The Vine: March 9, 2012

Submitted by on March 9, 2012 – 10:32 AM26 Comments

It is entirely possible that I have managed to conjure the most bizarre Ask the Readers question in the history of The Vine. It is also possible that no one has an answer other than, “This is obviously the product of your crazed, pseudo-Faulkner/Tennessee Williams Southern Gothic family.” And I’m okay with that.
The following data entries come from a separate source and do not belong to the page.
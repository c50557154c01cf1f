//! Error types for FoodBot.
//!
//! This crate provides the foundation error types used throughout the FoodBot workspace.
//!
//! # Error Hierarchy
//!
//! All errors follow the `ErrorKind` + wrapper struct pattern:
//! - `*ErrorKind` enum defines specific error conditions
//! - `*Error` struct wraps the kind with source location tracking
//! - All errors use `#[track_caller]` for automatic location capture
//!
//! # Examples
//!
//! ```
//! use foodbot_error::{FoodbotResult, PlatformError, PlatformErrorKind};
//!
//! fn read_channel() -> FoodbotResult<Vec<String>> {
//!     Err(PlatformError::new(PlatformErrorKind::Forbidden("general".to_string())))?
//! }
//!
//! match read_channel() {
//!     Ok(lines) => println!("Got {} lines", lines.len()),
//!     Err(e) => eprintln!("Error: {}", e),
//! }
//! ```

#![forbid(unsafe_code)]
#![warn(missing_docs)]

mod action;
mod config;
mod error;
mod platform;
mod settings;

pub use action::{ActionError, ActionErrorKind, ActionResult};
pub use config::{ConfigError, ConfigErrorKind};
pub use error::{FoodbotError, FoodbotErrorKind, FoodbotResult};
pub use platform::{PlatformError, PlatformErrorKind, PlatformResult};
pub use settings::{SettingsError, SettingsErrorKind, SettingsResult};
//! Repair pass: merge built-in defaults into the settings files.
//!
//! Existing values are never overwritten. Tables are merged recursively and
//! the `actions` array is merged per `id`, so a file that lost a key or a
//! whole action gets it back while every customisation survives.

use crate::BotSettings;
use crate::loader::{SettingsPaths, read_file, write_file};
use derive_getters::Getters;
use foodbot_error::{SettingsError, SettingsErrorKind, SettingsResult};
use std::path::{Path, PathBuf};
use toml::{Table, Value};
use tracing::{info, instrument, warn};

/// What a repair pass changed.
#[derive(Debug, Clone, Default, PartialEq, Eq, Getters)]
pub struct RepairReport {
    /// Dotted paths of every key that was filled from defaults.
    added: Vec<String>,
    /// Files that were written.
    written: Vec<PathBuf>,
    /// Where an unparsable file was moved before being rebuilt.
    backups: Vec<PathBuf>,
}

impl RepairReport {
    /// Whether the pass changed anything on disk.
    pub fn is_noop(&self) -> bool {
        self.written.is_empty()
    }
}

impl SettingsPaths {
    /// Fill every missing key in both files from the built-in defaults and
    /// write the files back.
    ///
    /// # Errors
    ///
    /// Returns an error if a file cannot be read, backed up or written.
    #[instrument(skip(self), fields(settings = %self.settings().display()))]
    pub fn repair(&self) -> SettingsResult<RepairReport> {
        let mut report = RepairReport::default();

        let defaults = to_table(&BotSettings::default())?;
        repair_file(self.settings(), &defaults, &mut report)?;

        let mut system = Table::new();
        system.insert("bot_token".into(), Value::String(String::new()));
        let mut secret_defaults = Table::new();
        secret_defaults.insert("system".into(), Value::Table(system));
        repair_file(self.secrets(), &secret_defaults, &mut report)?;

        info!(
            added = report.added.len(),
            written = report.written.len(),
            "Repair pass finished"
        );
        Ok(report)
    }
}

fn repair_file(path: &Path, defaults: &Table, report: &mut RepairReport) -> SettingsResult<()> {
    let existing = read_file(path)?;
    let missing = existing.is_none();
    let mut rebuilt = false;

    let mut table = match existing {
        None => Table::new(),
        Some(contents) => match toml::from_str::<Table>(&contents) {
            Ok(table) => table,
            Err(e) => {
                let backup = backup_path(path);
                warn!(
                    path = %path.display(),
                    backup = %backup.display(),
                    error = %e,
                    "Settings file is not valid TOML, rebuilding from defaults"
                );
                std::fs::rename(path, &backup).map_err(|e| {
                    SettingsError::new(SettingsErrorKind::Io {
                        path: backup.clone(),
                        message: e.to_string(),
                    })
                })?;
                report.backups.push(backup);
                rebuilt = true;
                Table::new()
            }
        },
    };

    let before = report.added.len();
    merge_missing(&mut table, defaults, "", &mut report.added);

    if missing || rebuilt || report.added.len() > before {
        let contents = toml::to_string_pretty(&table).map_err(|e| {
            SettingsError::new(SettingsErrorKind::Parse(format!(
                "Failed to serialize repaired settings: {}",
                e
            )))
        })?;
        write_file(path, &contents)?;
        report.written.push(path.to_path_buf());
    }

    Ok(())
}

fn merge_missing(target: &mut Table, defaults: &Table, prefix: &str, added: &mut Vec<String>) {
    for (key, default) in defaults {
        let path = if prefix.is_empty() {
            key.clone()
        } else {
            format!("{}.{}", prefix, key)
        };

        let Some(existing) = target.get_mut(key) else {
            target.insert(key.clone(), default.clone());
            added.push(path);
            continue;
        };

        match (existing, default) {
            (Value::Table(existing), Value::Table(default)) => {
                merge_missing(existing, default, &path, added);
            }
            (Value::Array(existing), Value::Array(default)) if path == "actions" => {
                merge_actions(existing, default, added);
            }
            _ => {}
        }
    }
}

fn merge_actions(existing: &mut Vec<Value>, defaults: &[Value], added: &mut Vec<String>) {
    for default in defaults {
        let Value::Table(default) = default else {
            continue;
        };
        let Some(id) = default.get("id").and_then(Value::as_str) else {
            continue;
        };
        let path = format!("actions[{}]", id);

        let entry = existing.iter_mut().find_map(|value| match value {
            Value::Table(table) if table.get("id").and_then(Value::as_str) == Some(id) => {
                Some(table)
            }
            _ => None,
        });

        match entry {
            Some(entry) => merge_missing(entry, default, &path, added),
            None => {
                existing.push(Value::Table(default.clone()));
                added.push(path);
            }
        }
    }
}

fn to_table(settings: &BotSettings) -> SettingsResult<Table> {
    match Value::try_from(settings) {
        Ok(Value::Table(table)) => Ok(table),
        Ok(_) => Err(SettingsError::new(SettingsErrorKind::Parse(
            "Default settings did not serialize to a table".to_string(),
        ))),
        Err(e) => Err(SettingsError::new(SettingsErrorKind::Parse(format!(
            "Failed to serialize default settings: {}",
            e
        )))),
    }
}

fn backup_path(path: &Path) -> PathBuf {
    let mut name = path.as_os_str().to_owned();
    name.push(".bak");
    PathBuf::from(name)
}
When I was a little girl, my mom, her mom and some combination of aunts, great-aunts and older cousins told my brother and me a story one night while we were eating dinner. I was probably five, so my memories of the details are fuzzy. Essentially, they told us about magic people called Dummy Dolls who live in the woods. Dummy Dolls are very little people. They are very shy and they can’t talk, but if you ever see one, they can answer all your questions by nodding or shaking their heads. You won’t ever find one when you’re in the woods, but sometimes, out of the corner of your eye, you may see one duck behind a tree. The only way you can ever talk to a Dummy Doll is to go outside at dusk and stand at the edge of the woods and invite them to your house by shouting politely, “Dummy Dolls, please come visit me!” and then when you come inside, there might be one hiding somewhere in the house. There may have been more to the back-story, but I don’t remember anything else specific.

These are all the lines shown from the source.